» Task item:
Your answer should reproduce every line of the material in which the word "shutdown" occurs.

--------------------------------

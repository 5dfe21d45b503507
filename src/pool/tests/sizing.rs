#[cfg(test)]
mod tests {
    use crate::config::PoolConfig;
    use crate::pool::{PoolError, TaskPriority, WorkerPool};
    use std::sync::Arc;
    use std::sync::atomic::{AtomicBool, Ordering};
    use std::time::{Duration, Instant};

    fn eventually(timeout: Duration, mut condition: impl FnMut() -> bool) -> bool {
        let deadline = Instant::now() + timeout;
        while Instant::now() < deadline {
            if condition() {
                return true;
            }
            std::thread::sleep(Duration::from_millis(5));
        }
        condition()
    }

    #[test]
    fn test_invalid_config_is_rejected() {
        let config = PoolConfig::default().with_threads(1, 3, 2);
        let err = WorkerPool::new(config).expect_err("min above max");
        assert!(matches!(err, PoolError::InvalidConfig { .. }));
    }

    #[test]
    fn test_grows_under_backlog_up_to_max() {
        let config = PoolConfig::default()
            .with_threads(1, 1, 4)
            .with_growth_threshold(1);
        let pool = WorkerPool::new(config).expect("pool");
        let release = Arc::new(AtomicBool::new(false));

        let handles: Vec<_> = (0..12)
            .map(|i| {
                let release = Arc::clone(&release);
                pool.submit(TaskPriority::Medium, move || {
                    while !release.load(Ordering::Acquire) {
                        std::thread::sleep(Duration::from_millis(1));
                    }
                    i
                })
                .expect("submit")
            })
            .collect();

        assert_eq!(pool.size(), 4);
        assert_eq!(pool.stats().threads_spawned, 4);
        release.store(true, Ordering::Release);
        let results: Vec<i32> = handles
            .into_iter()
            .map(|h| h.wait().expect("task"))
            .collect();
        assert_eq!(results, (0..12).collect::<Vec<_>>());
    }

    #[test]
    fn test_idle_workers_retire_down_to_min() {
        let config = PoolConfig::default()
            .with_threads(3, 1, 3)
            .with_idle_timeout(Duration::from_millis(30));
        let pool = WorkerPool::new(config).expect("pool");
        assert_eq!(pool.size(), 3);

        assert!(eventually(Duration::from_secs(5), || pool.size() == 1));
        // The last worker stays and keeps serving.
        std::thread::sleep(Duration::from_millis(100));
        assert_eq!(pool.size(), 1);
        let handle = pool.submit(TaskPriority::High, || "still here").expect("submit");
        assert_eq!(handle.wait(), Ok("still here"));
        assert_eq!(pool.stats().threads_retired, 2);
    }

    #[test]
    fn test_resize_to_zero_finishes_submitted_tasks() {
        let config = PoolConfig::default().with_threads(2, 1, 2);
        let pool = WorkerPool::new(config).expect("pool");

        let handles: Vec<_> = (0..20u32)
            .map(|i| {
                pool.submit(TaskPriority::Medium, move || {
                    std::thread::sleep(Duration::from_millis(1));
                    i * 2
                })
                .expect("submit")
            })
            .collect();
        pool.resize(0).expect("resize");

        for (i, handle) in handles.into_iter().enumerate() {
            assert_eq!(handle.wait(), Ok(i as u32 * 2));
        }
        assert!(eventually(Duration::from_secs(5), || pool.size() == 0));

        // Without workers new tasks wait until the pool is resized again.
        let pending = pool.submit(TaskPriority::Low, || 1).expect("submit");
        std::thread::sleep(Duration::from_millis(20));
        assert_eq!(pool.queue_size(), 1);
        assert!(!pool.wait_idle(Duration::from_millis(10)));

        pool.resize(1).expect("resize");
        assert_eq!(pending.wait(), Ok(1));
        assert!(pool.wait_idle(Duration::from_secs(5)));
    }

    #[test]
    fn test_resize_up_is_clamped_to_max() {
        let config = PoolConfig::default().with_threads(1, 1, 4);
        let pool = WorkerPool::new(config).expect("pool");
        pool.resize(3).expect("resize");
        assert_eq!(pool.size(), 3);
        pool.resize(10).expect("resize");
        assert_eq!(pool.size(), 4);

        pool.resize(2).expect("resize");
        assert!(eventually(Duration::from_secs(5), || pool.size() == 2));

        pool.shutdown();
        assert_eq!(pool.resize(2), Err(PoolError::ShuttingDown));
    }
}
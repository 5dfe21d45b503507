//! Worker pool statistics

use super::task::TaskPriority;
use dashmap::DashMap;
use serde::Serialize;
use std::sync::atomic::{AtomicU64, Ordering};

/// Counters kept by a [`WorkerPool`](super::WorkerPool).
///
/// Per-worker completion counts live in a concurrent map keyed by worker id;
/// everything else is a plain atomic.
#[derive(Debug, Default)]
pub struct PoolStats {
    tasks_submitted: AtomicU64,
    tasks_completed: AtomicU64,
    tasks_panicked: AtomicU64,
    tasks_rejected: AtomicU64,
    tasks_cancelled: AtomicU64,
    total_wait_time_ns: AtomicU64,
    total_execution_time_ns: AtomicU64,
    tasks_by_priority: [AtomicU64; TaskPriority::COUNT],
    threads_spawned: AtomicU64,
    threads_retired: AtomicU64,
    tasks_per_worker: DashMap<usize, u64>,
}

impl PoolStats {
    pub(crate) fn record_submitted(&self, priority: TaskPriority) {
        self.tasks_submitted.fetch_add(1, Ordering::Relaxed);
        self.tasks_by_priority[priority.index()].fetch_add(1, Ordering::Relaxed);
    }

    pub(crate) fn record_rejected(&self) {
        self.tasks_rejected.fetch_add(1, Ordering::Relaxed);
    }

    pub(crate) fn record_cancelled(&self, count: usize) {
        self.tasks_cancelled.fetch_add(count as u64, Ordering::Relaxed);
    }

    pub(crate) fn record_finished(
        &self,
        worker: usize,
        succeeded: bool,
        wait_ns: u64,
        execution_ns: u64,
    ) {
        if succeeded {
            self.tasks_completed.fetch_add(1, Ordering::Relaxed);
        } else {
            self.tasks_panicked.fetch_add(1, Ordering::Relaxed);
        }
        self.total_wait_time_ns.fetch_add(wait_ns, Ordering::Relaxed);
        self.total_execution_time_ns.fetch_add(execution_ns, Ordering::Relaxed);
        *self.tasks_per_worker.entry(worker).or_insert(0) += 1;
    }

    pub(crate) fn record_spawned(&self) {
        self.threads_spawned.fetch_add(1, Ordering::Relaxed);
    }

    pub(crate) fn record_retired(&self) {
        self.threads_retired.fetch_add(1, Ordering::Relaxed);
    }

    pub(crate) fn snapshot(
        &self,
        workers: usize,
        queue_size: usize,
        active_tasks: usize,
    ) -> PoolStatsSnapshot {
        let completed = self.tasks_completed.load(Ordering::Relaxed);
        let panicked = self.tasks_panicked.load(Ordering::Relaxed);
        let finished = completed + panicked;
        let mut tasks_per_worker: Vec<(usize, u64)> = self
            .tasks_per_worker
            .iter()
            .map(|entry| (*entry.key(), *entry.value()))
            .collect();
        tasks_per_worker.sort_unstable();

        PoolStatsSnapshot {
            workers,
            queue_size,
            active_tasks,
            tasks_submitted: self.tasks_submitted.load(Ordering::Relaxed),
            tasks_completed: completed,
            tasks_panicked: panicked,
            tasks_rejected: self.tasks_rejected.load(Ordering::Relaxed),
            tasks_cancelled: self.tasks_cancelled.load(Ordering::Relaxed),
            avg_wait_time_us: self
                .total_wait_time_ns
                .load(Ordering::Relaxed)
                .checked_div(finished)
                .unwrap_or(0)
                / 1_000,
            avg_execution_time_us: self
                .total_execution_time_ns
                .load(Ordering::Relaxed)
                .checked_div(finished)
                .unwrap_or(0)
                / 1_000,
            tasks_by_priority: std::array::from_fn(|i| {
                self.tasks_by_priority[i].load(Ordering::Relaxed)
            }),
            threads_spawned: self.threads_spawned.load(Ordering::Relaxed),
            threads_retired: self.threads_retired.load(Ordering::Relaxed),
            tasks_per_worker,
        }
    }
}

/// Point-in-time view of a worker pool.
#[derive(Debug, Clone, Default, PartialEq, Eq, Serialize)]
pub struct PoolStatsSnapshot {
    /// Live worker threads
    pub workers: usize,
    /// Tasks waiting to be claimed
    pub queue_size: usize,
    /// Tasks currently running
    pub active_tasks: usize,
    /// Tasks accepted by `submit`
    pub tasks_submitted: u64,
    /// Tasks that ran to completion
    pub tasks_completed: u64,
    /// Tasks that panicked
    pub tasks_panicked: u64,
    /// Submissions refused because the pool was stopping
    pub tasks_rejected: u64,
    /// Queued tasks dropped by shutdown
    pub tasks_cancelled: u64,
    /// Mean time between submission and start, in microseconds
    pub avg_wait_time_us: u64,
    /// Mean run time, in microseconds
    pub avg_execution_time_us: u64,
    /// Accepted tasks per priority, indexed `Low`, `Medium`, `High`
    pub tasks_by_priority: [u64; TaskPriority::COUNT],
    /// Worker threads started over the pool's lifetime
    pub threads_spawned: u64,
    /// Worker threads that exited
    pub threads_retired: u64,
    /// Finished tasks per worker id, sorted by id
    pub tasks_per_worker: Vec<(usize, u64)>,
}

--------------------------------

» Solution to the exercise:
        pool.shutdown();
    /// Queued tasks dropped by shutdown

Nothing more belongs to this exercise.